Unforunatly I had to put Kant down until this semester of school is over, which really bums me out.
From what I understand, we are the producers of the objective reality, subjectively. Since it is our minds that produce the matter that is outside of us (the phenomena).
The problem with Philosophy is that if you set it down for any time period, it starts to fade away. I will point you to the MIT opencourseware site on Kant. It is basically the outline for the Kant class at MIT, complete with course notes. Try these on for size:
http://ocw.mit.edu/NR/rdonlyres/Linguistics-and-Philosophy/24-201Fall-2005/B7961313-B9DE-45DF-BD8C-53C16384AE77/0/14_refutations.pdf
Also, the home for the Kant site is:
MIT OpenCourseWare | Linguistics and Philosophy | 24.201 Topics in the History of Philosophy: Kant, Fall 2005 | Home
I cannot wait until I have time to study philosophy again, because I will be jumping right back into Kant. When this happens (end of April), I hope to have great conversations with you. Till then, I will only be able to give short, reletively uninformed answers.
@de Silentio,
I would say that the impression of the object can be considered an object only in a meaningless way. I mean there is an object reality and then there is your observation conveyed to you through stimuli. The stimuli is object only in that it is a means of conveyance. Lets say you see a tree, the tree is conveyed to you by the light that reflects off of it and is precieved by your eyes. The light is real but it has no meaning until it reacts with the object and the subject. Again, the perception of the light could be construed as an object in the form of changes in your visual cortex but the changes on your visual cortex is just a reaction to stimuli so it really has little meaning as an object.
It doesn't matter though because an object has no meaning until it is subjected to observation. By this I mean that whatever the tree is beyond my peception of it has no meaning to me. Not to say that I should quit investigaing all the many aspects of the tree, naturally and scientifically. If I look at the tree with X-rays or infrared light I might learn more than with the natural eye, but these examinations are still subjective perceptions of an object.
Abstract concepts that have no external reality can then only be real in that they exist in the mind.

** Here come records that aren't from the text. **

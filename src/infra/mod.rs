pub mod firestore_store;
pub mod http_client;
pub mod memory_store;

use std::sync::Arc;

use crate::app::ports::CatalogStorePort;
use crate::app::EnrichUseCase;
use crate::config::{Config, StoreBackend};
use crate::error::ConfigError;

pub use firestore_store::FirestoreStore;
pub use http_client::MusicApiClient;
pub use memory_store::InMemoryCatalogStore;

/// Store adapter selected by `[store].backend`.
pub fn catalog_store_from_config(config: &Config) -> Result<Arc<dyn CatalogStorePort>, ConfigError> {
    Ok(match config.store.backend {
        StoreBackend::Memory => Arc::new(InMemoryCatalogStore::new()),
        StoreBackend::Firestore => Arc::new(FirestoreStore::new(&config.store)?),
    })
}

/// Wire the use case with the reqwest provider client and the given store.
pub fn enrich_use_case(
    config: &Config,
    store: Arc<dyn CatalogStorePort>,
) -> Result<EnrichUseCase, ConfigError> {
    let api = Arc::new(MusicApiClient::new(&config.provider)?);
    Ok(EnrichUseCase::new(api.clone(), api, store))
}
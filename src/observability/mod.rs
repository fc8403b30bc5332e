// Observability: metrics for the enrichment pipeline

pub mod metrics;

pub use metrics::{init_metrics, EnrichMetrics};
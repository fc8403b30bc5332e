//! Enrichment metrics
//!
//! Counters follow the naming convention `enricher_{name}_total`. A Prometheus
//! recorder is only installed when `PROMETHEUS_ADDR` is set; without a recorder
//! the `metrics` macros are no-ops.

use std::sync::Once;
use tracing::{info, warn};

static INIT: Once = Once::new();

macro_rules! enrich_metric {
    (counter, $name:literal) => {
        concat!("enricher_", $name, "_total")
    };
}

/// Install the Prometheus recorder with an HTTP listener. Idempotent.
pub fn init_metrics() {
    INIT.call_once(|| {
        let addr_str = match std::env::var("PROMETHEUS_ADDR") {
            Ok(v) if !v.trim().is_empty() => v,
            _ => {
                info!("metrics: PROMETHEUS_ADDR not set, exporter disabled");
                return;
            }
        };

        let addr = match addr_str.parse::<std::net::SocketAddr>() {
            Ok(addr) => addr,
            Err(e) => {
                warn!("Invalid metrics addr '{}': {}", addr_str, e);
                return;
            }
        };

        match metrics_exporter_prometheus::PrometheusBuilder::new()
            .with_http_listener(addr)
            .install()
        {
            Ok(()) => {
                info!("Prometheus HTTP exporter started at http://{}/metrics", addr);
                EnrichMetrics::register_metrics();
            }
            Err(e) => warn!("Failed to install Prometheus recorder: {}", e),
        }
    });
}

/// Counters for each pipeline outcome.
pub struct EnrichMetrics;

impl EnrichMetrics {
    pub fn invocation() {
        ::metrics::counter!(enrich_metric!(counter, "invocations")).increment(1);
    }

    pub fn skipped_missing_artist() {
        ::metrics::counter!(enrich_metric!(counter, "skipped_missing_artist")).increment(1);
    }

    pub fn credential_failure() {
        ::metrics::counter!(enrich_metric!(counter, "credential_failures")).increment(1);
    }

    pub fn search_failure() {
        ::metrics::counter!(enrich_metric!(counter, "search_failures")).increment(1);
    }

    pub fn no_cover() {
        ::metrics::counter!(enrich_metric!(counter, "no_cover")).increment(1);
    }

    pub fn cover_written() {
        ::metrics::counter!(enrich_metric!(counter, "covers_written")).increment(1);
    }

    pub fn write_failure() {
        ::metrics::counter!(enrich_metric!(counter, "write_failures")).increment(1);
    }

    /// Pre-register so every series shows up on `/metrics` before first use.
    pub fn register_metrics() {
        for name in Self::metric_names() {
            let _ = ::metrics::counter!(name);
        }
    }

    pub fn metric_names() -> [&'static str; 7] {
        [
            enrich_metric!(counter, "invocations"),
            enrich_metric!(counter, "skipped_missing_artist"),
            enrich_metric!(counter, "credential_failures"),
            enrich_metric!(counter, "search_failures"),
            enrich_metric!(counter, "no_cover"),
            enrich_metric!(counter, "covers_written"),
            enrich_metric!(counter, "write_failures"),
        ]
    }
}
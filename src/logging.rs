use std::fs;
use tracing_subscriber::{fmt, prelude::*, EnvFilter};

/// Initializes the logging system with both console and file output.
pub fn init_logging() {
    let _ = fs::create_dir_all("logs");

    // Daily rotation, written off the request path
    let file_appender = tracing_appender::rolling::daily("logs", "cover_enricher.log");
    let (non_blocking_writer, guard) = tracing_appender::non_blocking(file_appender);

    let file_layer = fmt::layer().json().with_writer(non_blocking_writer);
    let console_layer = fmt::layer().with_writer(std::io::stdout);

    let filter = EnvFilter::try_from_default_env()
        .unwrap_or_else(|_| EnvFilter::new("cover_enricher=info"));

    // try_init so a second call (tests, embedding) is harmless
    let _ = tracing_subscriber::registry()
        .with(filter)
        .with(file_layer)
        .with(console_layer)
        .try_init();

    // The guard must outlive the process for logs to be flushed
    std::mem::forget(guard);
}
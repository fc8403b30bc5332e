/// Endpoint and naming constants shared across the crate.
/// Defaults here can be overridden through `config.toml`.

// Music catalog provider
pub const DEFAULT_TOKEN_URL: &str = "https://accounts.spotify.com/api/token";
pub const DEFAULT_SEARCH_URL: &str = "https://api.spotify.com/v1/search";
pub const GRANT_TYPE: &str = "client_credentials";
pub const SEARCH_TYPE: &str = "artist";
pub const SEARCH_LIMIT: u32 = 1;

// Document store
pub const DEFAULT_FIRESTORE_URL: &str = "https://firestore.googleapis.com/v1";
pub const DEFAULT_DATABASE: &str = "(default)";
pub const DEFAULT_COLLECTION: &str = "songs";
pub const COVER_FIELD: &str = "urlCover";

// Service
pub const SERVICE_NAME: &str = "cover-enricher";
pub const DEFAULT_PORT: u16 = 8080;
pub const DEFAULT_CONFIG_PATH: &str = "config.toml";

// Environment overrides
pub const ENV_CLIENT_ID: &str = "MUSIC_CLIENT_ID";
pub const ENV_CLIENT_SECRET: &str = "MUSIC_CLIENT_SECRET";
pub const ENV_FIRESTORE_TOKEN: &str = "FIRESTORE_ACCESS_TOKEN";
pub const ENV_PORT: &str = "PORT";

Pain, fear, and other intangible concepts are real only in that they are conditions in us. They are not conveyed from an object. That is as far as I can go in calling a perception an object reality.
I get the feeling I'm out on a limb and the branch is cracking. I'm not sure I really know what I'm talking about.
@de Silentio,
Ogden, don't sell yourself short, you are doing very well. So well in fact that I will have to spend my 2 hours of free time tomorrow thinking up a response. I wish I could tonight, but time doesn't permit.
I am curious as to how you came to this conclusion. I sense some Kantian philosophy in your post (perhaps because he the last philosopher I studied). But it seems as though you took Kant to a new level (perhaps some existentialism or postmodernism?) I know I shouldn't ask this question, but your post impresses my feable mind.
@de Silentio,
Hello De Silentio, and thank you. I hold you and so many others in this forum in such high regard. I love the really great arguments and the deep understanding you all seem to have about other philosophers and history.
I never read Kant. I'm reading an old text book "History of philosophy vol. 6 by Ryan. It discusses some great stuff like St. Anselms ontological argument, Sartre's unifying/ailianating Third, and unity succession and identity in Hume. This book also has a section on subjectivity, facts and values with discussion of Isreal Shefflers "Science and Subjectivity". I read some Descart online but found his ontological argument weak. I have read book one and am now reading book three of the Daniel J. Boorstin trilogy "The Seekers". Boorstin is a fantasic writer and historian.
The classic philosophical arguments are all new to me and I plan on a continued path of study that ballances this forum and reading. Some of the greats I want to read include Hume, Kant, Whitehead, Lebniz, but I will just follow my interests and buy used books when I find them.